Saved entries

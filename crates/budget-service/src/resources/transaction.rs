//! 支出流水

use async_trait::async_trait;
use chrono::NaiveDate;
use rust_decimal::Decimal;
use serde::Deserialize;
use uuid::Uuid;
use validator::Validate;

use super::{money, positive_amount};
use crate::crud::{Fields, Resource, empty_string_as_none, string_or_number, trimmed};

#[derive(Debug, Deserialize, Validate)]
#[serde(rename_all = "camelCase")]
pub struct TransactionInput {
    pub category_id: Uuid,
    #[serde(deserialize_with = "string_or_number")]
    #[validate(custom(function = "positive_amount"))]
    pub amount: Decimal,
    #[validate(length(max = 500, message = "描述最长 500 字符"))]
    pub description: Option<String>,
    pub date: NaiveDate,
    #[serde(default, deserialize_with = "empty_string_as_none")]
    pub user_id: Option<Uuid>,
}

#[derive(Debug, Default, Clone, Copy)]
pub struct Transactions;

#[async_trait]
impl Resource for Transactions {
    const TABLE: &'static str = "transactions";
    const ENTITY: &'static str = "transaction";
    type Input = TransactionInput;

    fn into_fields(&self, input: TransactionInput) -> Fields {
        Fields::new()
            .with("category_id", input.category_id)
            .with("amount", money(input.amount))
            .with("description", trimmed(input.description))
            .with("date", input.date)
            .with("user_id", input.user_id)
    }
}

* Exercise prompt
Please output the records once more, exactly as they were written.

* Solution
filename crates/budget-service/src/resources/transaction.rs
//! 支出流水

use async_trait::async_trait;
use chrono::NaiveDate;
use rust_decimal::Decimal;
use serde::Deserialize;
use uuid::Uuid;
use validator::Validate;

use super::{money, positive_amount};
use crate::crud::{Fields, Resource, empty_string_as_none, string_or_number, trimmed};

#[derive(Debug, Deserialize, Validate)]
#[serde(rename_all = "camelCase")]
pub struct TransactionInput {
    pub category_id: Uuid,
    #[serde(deserialize_with = "string_or_number")]
    #[validate(custom(function = "positive_amount"))]
    pub amount: Decimal,
    #[validate(length(max = 500, message = "描述最长 500 字符"))]
    pub description: Option<String>,
    pub date: NaiveDate,
    #[serde(default, deserialize_with = "empty_string_as_none")]
    pub user_id: Option<Uuid>,
}

#[derive(Debug, Default, Clone, Copy)]
pub struct Transactions;

#[async_trait]
impl Resource for Transactions {
    const TABLE: &'static str = "transactions";
    const ENTITY: &'static str = "transaction";
    type Input = TransactionInput;

    fn into_fields(&self, input: TransactionInput) -> Fields {
        Fields::new()
            .with("category_id", input.category_id)
            .with("amount", money(input.amount))
            .with("description", trimmed(input.description))
            .with("date", input.date)
            .with("user_id", input.user_id)
    }
}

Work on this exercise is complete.